With its chicka-chicka rhythm guitar and bursts of horns, “Shards” starts out sounding like a cover of the Jackson 5’s “I Want You Back.” It soon mutates into Blender’s own brand of twisted funk, anchored by Mark Lerner’s bottomless bass.
“Mamanama” may the catchiest thing here—a revved-up country/western stomper with an ear-worm nonsense-word chorus. It’s “Last Train to Clarksville” and the Muppets’ “Mahna Mahna” on amphetamines at the Grand Old Opry.
Tompkins and Moody trick us into thinking “Good Answer” is going to be pretty, but Meyer’s pounding beat braces us for Rauf’s litany of political-and-pop-culture buzzwords. While he indicts modern society, a Greek game-show chorus shout-intones “Good answer!” Freedom from choice is what you want, as a wise man once said.
The band sails into the sunset with the jaunty pop of “To Sea in a Sieve.” Just like the album as a whole, it’s over before you know it but leaves you smiling. (Hey now!) The veteran band shows off all its varied strengths on this record and is absolutely firing on all cylinders. We may already have birds that sing, but Life in a Blender invites you to sing along and shake your groove thing. (Indeed, separate songs mention “watch her wiggle,” “bust a move,” and “bump and grind.”) Come on now, join in the fun, and don’t be shy: “Leave the tuner in the galley,” Rauf says on that nautical final track. “I’d rather just sing off-key.”
Someday, now on the west coast, it’s feasible I think to have a glorious evening sailing into the sunset. On a darker not, it’s also related to an elaborate plan I concocted some years ago on how I would commit suicide.
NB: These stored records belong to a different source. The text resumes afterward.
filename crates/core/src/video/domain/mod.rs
pub mod frame_source;
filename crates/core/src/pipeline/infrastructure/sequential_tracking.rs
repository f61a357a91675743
use crate::pipeline::track_faces_use_case::{PipelineError, TrackFacesUseCase};
use crate::pipeline::tracking_executor::{FrameCallback, TrackingExecutor};
use crate::video::domain::frame_source::FrameSource;

/// Captures and detects on the calling thread, one frame at a time.
#[derive(Default)]
pub struct SequentialTracking;

impl TrackingExecutor for SequentialTracking {
    fn execute(
        &self,
        mut source: Box<dyn FrameSource>,
        use_case: &mut TrackFacesUseCase,
        on_frame: &mut FrameCallback<'_>,
    ) -> Result<usize, PipelineError> {
        let mut processed = 0;
        while let Some(frame) = source.next_frame()? {
            let result = use_case.process_frame(&frame)?;
            processed += 1;
            if !on_frame(&result) {
                log::info!("Tracking stopped by caller after {processed} frames");
                break;
            }
        }
        Ok(processed)
    }
}
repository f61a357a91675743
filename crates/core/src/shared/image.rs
use thiserror::Error;

use super::pixel::{BgrPixel, BgraPixel, GrayscalePixel, PixelFormat, RgbPixel, RgbaPixel};

#[derive(Error, Debug, PartialEq, Eq)]
pub enum ImageError {
    #[error("buffer of {len} bytes is not a whole number of {format} pixels")]
    Misaligned { format: PixelFormat, len: usize },
}

/// Read-only view of a pixel buffer, tagged with its layout.
#[derive(Clone, Copy, Debug)]
pub enum Image<'a> {
    Grayscale(&'a [GrayscalePixel]),
    Rgb(&'a [RgbPixel]),
    Rgba(&'a [RgbaPixel]),
    Bgr(&'a [BgrPixel]),
    Bgra(&'a [BgraPixel]),
}

impl<'a> Image<'a> {
    /// Reinterprets raw bytes as pixels of `format`.
    pub fn from_bytes(format: PixelFormat, bytes: &'a [u8]) -> Result<Self, ImageError> {
        let misaligned = || ImageError::Misaligned {
            format,
            len: bytes.len(),
        };
        Ok(match format {
            PixelFormat::Grayscale => Image::Grayscale(bytes),
            PixelFormat::Rgb => Image::Rgb(bytemuck::try_cast_slice(bytes).map_err(|_| misaligned())?),
            PixelFormat::Rgba => Image::Rgba(bytemuck::try_cast_slice(bytes).map_err(|_| misaligned())?),
            PixelFormat::Bgr => Image::Bgr(bytemuck::try_cast_slice(bytes).map_err(|_| misaligned())?),
            PixelFormat::Bgra => Image::Bgra(bytemuck::try_cast_slice(bytes).map_err(|_| misaligned())?),
        })
    }

    pub fn format(&self) -> PixelFormat {
        match self {
            Image::Grayscale(_) => PixelFormat::Grayscale,
            Image::Rgb(_) => PixelFormat::Rgb,
            Image::Rgba(_) => PixelFormat::Rgba,
            Image::Bgr(_) => PixelFormat::Bgr,
            Image::Bgra(_) => PixelFormat::Bgra,
        }
    }

    /// Number of pixels (not bytes).
    pub fn len(&self) -> usize {
        match self {
            Image::Grayscale(p) => p.len(),
            Image::Rgb(p) => p.len(),
            Image::Rgba(p) => p.len(),
            Image::Bgr(p) => p.len(),
            Image::Bgra(p) => p.len(),
        }
    }

    pub fn is_empty(&self) -> bool {
        self.len() == 0
    }

    pub fn as_bytes(&self) -> &'a [u8] {
        match *self {
            Image::Grayscale(p) => p,
            Image::Rgb(p) => bytemuck::cast_slice(p),
            Image::Rgba(p) => bytemuck::cast_slice(p),
            Image::Bgr(p) => bytemuck::cast_slice(p),
            Image::Bgra(p) => bytemuck::cast_slice(p),
        }
    }
}

impl<'a> From<&'a [GrayscalePixel]> for Image<'a> {
    fn from(pixels: &'a [GrayscalePixel]) -> Self {
        Image::Grayscale(pixels)
    }
}

impl<'a> From<&'a [RgbPixel]> for Image<'a> {
    fn from(pixels: &'a [RgbPixel]) -> Self {
        Image::Rgb(pixels)
    }
}

impl<'a> From<&'a [RgbaPixel]> for Image<'a> {
    fn from(pixels: &'a [RgbaPixel]) -> Self {
        Image::Rgba(pixels)
    }
}

impl<'a> From<&'a [BgrPixel]> for Image<'a> {
    fn from(pixels: &'a [BgrPixel]) -> Self {
        Image::Bgr(pixels)
    }
}

impl<'a> From<&'a [BgraPixel]> for Image<'a> {
    fn from(pixels: &'a [BgraPixel]) -> Self {
        Image::Bgra(pixels)
    }
}

/// Mutable counterpart of [`Image`]; the destination of conversions.
#[derive(Debug)]
pub enum ImageMut<'a> {
    Grayscale(&'a mut [GrayscalePixel]),
    Rgb(&'a mut [RgbPixel]),
    Rgba(&'a mut [RgbaPixel]),
    Bgr(&'a mut [BgrPixel]),
    Bgra(&'a mut [BgraPixel]),
}

impl ImageMut<'_> {
    pub fn format(&self) -> PixelFormat {
        match self {
            ImageMut::Grayscale(_) => PixelFormat::Grayscale,
            ImageMut::Rgb(_) => PixelFormat::Rgb,
            ImageMut::Rgba(_) => PixelFormat::Rgba,
            ImageMut::Bgr(_) => PixelFormat::Bgr,
            ImageMut::Bgra(_) => PixelFormat::Bgra,
        }
    }

    pub fn len(&self) -> usize {
        match self {
            ImageMut::Grayscale(p) => p.len(),
            ImageMut::Rgb(p) => p.len(),
            ImageMut::Rgba(p) => p.len(),
            ImageMut::Bgr(p) => p.len(),
            ImageMut::Bgra(p) => p.len(),
        }
    }

    pub fn is_empty(&self) -> bool {
        self.len() == 0
    }
}

/// Owned pixel storage in one of the five layouts.
#[derive(Clone, Debug, PartialEq, Eq)]
pub enum PixelBuffer {
    Grayscale(Vec<GrayscalePixel>),
    Rgb(Vec<RgbPixel>),
    Rgba(Vec<RgbaPixel>),
    Bgr(Vec<BgrPixel>),
    Bgra(Vec<BgraPixel>),
}

impl PixelBuffer {
    /// Zero-filled buffer of `len` pixels.
    pub fn new(format: PixelFormat, len: usize) -> Self {
        match format {
            PixelFormat::Grayscale => PixelBuffer::Grayscale(vec![0; len]),
            PixelFormat::Rgb => PixelBuffer::Rgb(vec![RgbPixel::default(); len]),
            PixelFormat::Rgba => PixelBuffer::Rgba(vec![RgbaPixel::default(); len]),
            PixelFormat::Bgr => PixelBuffer::Bgr(vec![BgrPixel::default(); len]),
            PixelFormat::Bgra => PixelBuffer::Bgra(vec![BgraPixel::default(); len]),
        }
    }

    /// Copies raw bytes into owned storage.
    pub fn from_bytes(format: PixelFormat, bytes: &[u8]) -> Result<Self, ImageError> {
        Ok(PixelBuffer::from(Image::from_bytes(format, bytes)?))
    }

    pub fn format(&self) -> PixelFormat {
        self.as_image().format()
    }

    pub fn len(&self) -> usize {
        self.as_image().len()
    }

    pub fn is_empty(&self) -> bool {
        self.len() == 0
    }

    pub fn as_image(&self) -> Image<'_> {
        match self {
            PixelBuffer::Grayscale(p) => Image::Grayscale(p),
            PixelBuffer::Rgb(p) => Image::Rgb(p),
            PixelBuffer::Rgba(p) => Image::Rgba(p),
            PixelBuffer::Bgr(p) => Image::Bgr(p),
            PixelBuffer::Bgra(p) => Image::Bgra(p),
        }
    }

    pub fn as_image_mut(&mut self) -> ImageMut<'_> {
        match self {
            PixelBuffer::Grayscale(p) => ImageMut::Grayscale(p),
            PixelBuffer::Rgb(p) => ImageMut::Rgb(p),
            PixelBuffer::Rgba(p) => ImageMut::Rgba(p),
            PixelBuffer::Bgr(p) => ImageMut::Bgr(p),
            PixelBuffer::Bgra(p) => ImageMut::Bgra(p),
        }
    }
}

impl From<Image<'_>> for PixelBuffer {
    fn from(image: Image<'_>) -> Self {
        match image {
            Image::Grayscale(p) => PixelBuffer::Grayscale(p.to_vec()),
            Image::Rgb(p) => PixelBuffer::Rgb(p.to_vec()),
            Image::Rgba(p) => PixelBuffer::Rgba(p.to_vec()),
            Image::Bgr(p) => PixelBuffer::Bgr(p.to_vec()),
            Image::Bgra(p) => PixelBuffer::Bgra(p.to_vec()),
        }
    }
}
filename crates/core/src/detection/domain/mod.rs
pub mod backend;
pub mod backend_registry;
pub mod face_detector;
pub mod face_engine;
pub mod rect_smoother;
pub mod stub_backend;
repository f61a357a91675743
pub mod sequential_tracking;
pub mod threaded_tracking;
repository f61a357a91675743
pub const YOLO_MODEL_NAME: &str = "yolo11n-pose_widerface.onnx";
pub const YOLO_MODEL_URL: &str =
    "https://github.com/neutrinographics/faceguard/releases/download/v0.1.0/yolo11n-pose_widerface.onnx";

/// BlazeFace has no published download; it must be placed in the model dir.
pub const BLAZEFACE_MODEL_NAME: &str = "blazeface.onnx";

/// Minimum detection confidence applied by engine backends.
pub const DEFAULT_MIN_CONFIDENCE: f64 = 0.5;

/// Smoothing window used when none is configured.
pub const DEFAULT_WINDOW_SIZE: usize = 5;

/// Frames are downscaled by this factor before detection unless overridden.
pub const DEFAULT_DETECTION_SCALE: u32 = 1;

/// Frames buffered between the capture thread and the detection thread.
pub const FRAME_CHANNEL_CAPACITY: usize = 4;

/// Number of recent frame instants kept by the FPS counter.
pub const FPS_WINDOW: usize = 30;

pub const IMAGE_EXTENSIONS: &[&str] = &["jpg", "jpeg", "png", "bmp", "tiff", "tif", "webp"];
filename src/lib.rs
//! Routing core of a discovery-driven reverse proxy.
//!
//! Catalog records from service discovery are turned into route directives,
//! compiled into a routing table and matched against request paths.

pub mod config;
pub mod discovery;
pub mod lifecycle;
pub mod observability;
pub mod routing;
pub mod synthesis;

pub use config::RouterConfig;
pub use discovery::CatalogRecord;
pub use routing::{MatcherRegistry, RoutingTable, SharedTable};
pub use synthesis::{RouteDirective, Synthesizer, SynthesizerConfig};

/// Top-level error for operations spanning several subsystems.
#[derive(Debug, thiserror::Error)]
pub enum Error {
    #[error(transparent)]
    Config(#[from] config::ConfigError),

    #[error(transparent)]
    Catalog(#[from] discovery::CatalogError),

    #[error("invalid directive: {0}")]
    Directive(#[from] synthesis::DirectiveParseError),

    #[error(transparent)]
    Table(#[from] routing::TableError),
}
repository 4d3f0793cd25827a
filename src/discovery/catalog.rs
//! Catalog records as reported by service discovery.

use std::collections::BTreeMap;
use std::fs;
use std::path::Path;

use serde::{Deserialize, Deserializer, Serialize};
use thiserror::Error;

/// One service instance as reported by the discovery catalog.
///
/// Field names follow the Consul catalog API so snapshots can be fed in
/// unmodified.
#[derive(Debug, Clone, Default, PartialEq, Eq, Deserialize, Serialize)]
#[serde(rename_all = "PascalCase")]
pub struct CatalogRecord {
    /// Logical service name, also the route name.
    pub service_name: String,

    /// Address registered with the service. Wins over `node_address` when set.
    #[serde(default)]
    pub service_address: String,

    /// Address of the node the service runs on.
    #[serde(default, rename = "Address")]
    pub node_address: String,

    #[serde(default)]
    pub service_port: u16,

    /// Free-form tags; may carry a discovery marker or a JSON descriptor.
    #[serde(default, deserialize_with = "null_as_default")]
    pub service_tags: Vec<String>,

    /// Structured metadata. Preferred over tags when both are present.
    #[serde(default, deserialize_with = "null_as_default")]
    pub service_meta: BTreeMap<String, String>,
}

impl CatalogRecord {
    /// Create a record with a name, service address and port.
    pub fn new(name: impl Into<String>, address: impl Into<String>, port: u16) -> Self {
        Self {
            service_name: name.into(),
            service_address: address.into(),
            service_port: port,
            ..Self::default()
        }
    }

    /// Set the node address used when no service address is registered.
    pub fn with_node_address(mut self, address: impl Into<String>) -> Self {
        self.node_address = address.into();
        self
    }

    /// Append a tag.
    pub fn with_tag(mut self, tag: impl Into<String>) -> Self {
        self.service_tags.push(tag.into());
        self
    }

    /// Insert a metadata entry.
    pub fn with_meta(mut self, key: impl Into<String>, value: impl Into<String>) -> Self {
        self.service_meta.insert(key.into(), value.into());
        self
    }

    /// The address to forward to: service address, else node address.
    pub fn host(&self) -> &str {
        if self.service_address.is_empty() {
            &self.node_address
        } else {
            &self.service_address
        }
    }
}

/// Consul reports empty tag lists and metadata maps as `null`.
fn null_as_default<'de, D, T>(deserializer: D) -> Result<T, D::Error>
where
    D: Deserializer<'de>,
    T: Default + Deserialize<'de>,
{
    Ok(Option::<T>::deserialize(deserializer)?.unwrap_or_default())
}

/// Error type for catalog snapshot loading.
#[derive(Debug, Error)]
pub enum CatalogError {
    #[error("IO error: {0}")]
    Io(#[from] std::io::Error),

    #[error("Parse error: {0}")]
    Parse(#[from] serde_json::Error),
}

/// Load a catalog snapshot: a JSON array of records.
pub fn load_catalog(path: &Path) -> Result<Vec<CatalogRecord>, CatalogError> {
    let content = fs::read_to_string(path)?;
    let records: Vec<CatalogRecord> = serde_json::from_str(&content)?;
    tracing::debug!(path = ?path, records = records.len(), "Catalog snapshot loaded");
    Ok(records)
}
Hang on at least until the fall, there are some good records coming out.
Oy vey
I was just notified by the college DJ that we had heard a song called “OHM” by Yo La Tengo. Thought of you Jack. I kind of liked them back in college just cuz they were part of the scene. But it wasn’t til Electro-Pura falling into my hands mid90s that I thought they were really good. Strangely, not good enough to pursue their following efforts. This song “OHM” is apparently recent. Gotta admit, compared to the other indie rock they play on our radio, “OHM” was pretty bland and substandard. I mean hooray for long drawn out hippy jams, just keep it in the practice room
Took me a little while to warm to “Ohm” but I like the Ira-and-James lead vocal which was a different sound for them. The album after Electro-Pura, I Can Hear the Heart Beating As One, remains my fave — as with this LIAB album, it’s a showcase for different styles (in YLT’s case, feedback freakouts, garage rock, quieter melodic stuff, etc.).
I remember “I can Hear the Heart” coming out. I really liked the cover art, and may have given it a spin at the listening station. pretty good from what I remember, but also one of those albums where you go into a hip record store and they have a display for what the Employee staff recommends (lot of Seattle did that, don’t really know about other places). I can hear The Heart was kind of quintessential to that, where I almost always avoid staff recommendations.